# You get 5 Books! And 5 Books Only!



## MarksCaribbeanWoodworks (Feb 12, 2016)

Good day all: 

I was scoping around looking for some books on woodworking and nearly lost my mind at the sheer magnitude. So I thought I would post a question here to help guide me through this ocean of information. But to set some limits - given my personal budget constraints, I thought I might frame my question with these 2 assumptions. 

Assumption No. 1: After saving your allowances you have $50.00.
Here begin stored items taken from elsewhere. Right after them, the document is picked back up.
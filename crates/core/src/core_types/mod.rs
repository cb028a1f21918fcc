//! Core types and utilities

pub mod clock;
pub mod constants;
pub mod forcing;
pub mod units;

pub use clock::{ClockSnapshot, SimulationClock, SECONDS_PER_DAY};
pub use constants::{PhysicalConstants, STEFAN_BOLTZMANN};
pub use forcing::{DiurnalForcing, Forcing, ForcingSeries, ForcingSource};
pub use units::*;
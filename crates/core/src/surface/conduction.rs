//! One-dimensional conduction through a layered slab
//!
//! Crank-Nicolson in time (implicit and explicit weights of one half),
//! harmonic-mean conductance between layer centres. The top layer receives
//! the external surface flux; the bottom layer either receives an interior
//! flux or is pinned to a fixed temperature.

use super::MaterialLayer;
use crate::error::Result;
use crate::numerics::Tridiagonal;
use serde::{Deserialize, Serialize};

const IMPLICIT_WEIGHT: f64 = 0.5;
const EXPLICIT_WEIGHT: f64 = 0.5;

/// Lower boundary of the slab
#[derive(Debug, Clone, Copy, PartialEq, Eq, Serialize, Deserialize)]
pub enum BoundaryCondition {
    /// Prescribed heat flux into the bottom layer (W/m²)
    Flux,
    /// Bottom layer held at a fixed temperature
    Temperature,
}

/// Advance layer temperatures by one timestep.
///
/// `top_flux` is the net external flux into the top layer (W/m²).
/// `bottom_value` is the interior flux for [`BoundaryCondition::Flux`] and
/// the pinned temperature (K) for [`BoundaryCondition::Temperature`].
///
/// # Errors
/// `NumericalError` when the linear solve breaks down.
pub(crate) fn conduct(
    layers: &[MaterialLayer],
    temperatures: &[f64],
    dt: f64,
    top_flux: f64,
    boundary: BoundaryCondition,
    bottom_value: f64,
) -> Result<Vec<f64>> {
    let n = temperatures.len();
    debug_assert_eq!(n, layers.len());
    if n == 1 {
        // A single layer has no interior conduction; both fluxes act directly
        let capacity = layers[0].heat_capacity_per_area();
        return Ok(match boundary {
            BoundaryCondition::Flux => vec![temperatures[0] + dt * (top_flux + bottom_value) / capacity],
            BoundaryCondition::Temperature => vec![bottom_value],
        });
    }

    let capacity: Vec<f64> = layers.iter().map(MaterialLayer::heat_capacity_per_area).collect();
    let mut conductance = vec![0.0; n];
    for j in 1..n {
        conductance[j] = 2.0 / (layers[j - 1].resistance() + layers[j].resistance());
    }

    let t = temperatures;
    let mut system = Tridiagonal::zeros(n);

    system.diag[0] = capacity[0] / dt + IMPLICIT_WEIGHT * conductance[1];
    system.upper[0] = -IMPLICIT_WEIGHT * conductance[1];
    system.rhs[0] =
        capacity[0] / dt * t[0] - EXPLICIT_WEIGHT * conductance[1] * (t[0] - t[1]) + top_flux;

    for j in 1..n - 1 {
        system.lower[j] = -IMPLICIT_WEIGHT * conductance[j];
        system.diag[j] = capacity[j] / dt + IMPLICIT_WEIGHT * (conductance[j] + conductance[j + 1]);
        system.upper[j] = -IMPLICIT_WEIGHT * conductance[j + 1];
        system.rhs[j] = capacity[j] / dt * t[j]
            + EXPLICIT_WEIGHT
                * (conductance[j] * (t[j - 1] - t[j]) + conductance[j + 1] * (t[j + 1] - t[j]));
    }

    let last = n - 1;
    match boundary {
        BoundaryCondition::Flux => {
            system.lower[last] = -IMPLICIT_WEIGHT * conductance[last];
            system.diag[last] = capacity[last] / dt + IMPLICIT_WEIGHT * conductance[last];
            system.rhs[last] = capacity[last] / dt * t[last]
                + EXPLICIT_WEIGHT * conductance[last] * (t[last - 1] - t[last])
                + bottom_value;
        }
        BoundaryCondition::Temperature => {
            system.diag[last] = 1.0;
            system.rhs[last] = bottom_value;
        }
    }

    system.solve()
}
Assumption No. 2: You have worked hard to save this $50.00 because _immawoodazonchuck.com_ is having a once in a lifetime on hour sale on one day only next week where every woodworking book ever printed - that is right EVERY BOOK EVER - will be sold for the low low blue light special price of *$10.00 each.*

So the sale is tomorrow, you gave your $50 to your sister because she has a credit card, you have a ride to the local public library to which you will arrive at least 3 hours before the sale time to ensure that a public computer is available and now all you must do is make the 5 most important decisions you may ever make in you woodchucking, wood turning, wood making career. 

*What 5 books would you buy? *

*
*


----------



## phinds (Feb 12, 2016)

http://woodbarter.com/threads/wood-id-resources.70/

Reactions: Like 1


----------



## frankp (Feb 17, 2016)

You picked a tough one. You looking for wood books, power tool books, hand tool books? The list changes, depending upon what you want/like to do. Turning, flatwork, millwork? Like you said, the list is nearly endless. Can you help narrow it down a bit?


----------



## MarksCaribbeanWoodworks (Feb 17, 2016)

frankp said:


> You picked a tough one. You looking for wood books, power tool books, hand tool books? The list changes, depending upon what you want/like to do. Turning, flatwork, millwork? Like you said, the list is nearly endless. Can you help narrow it down a bit?


Sure - how about books on wood itself as I recently about several titles and got the first one yesterday - The Real Wood Bible --- http://www.goodreads.com/book/show/736808.The_Real_Wood_Bible 

just started it so don't really have a whole lot to say as yet - but I figure that starting with books on wood is probably a good place to start, but always open for other input.


----------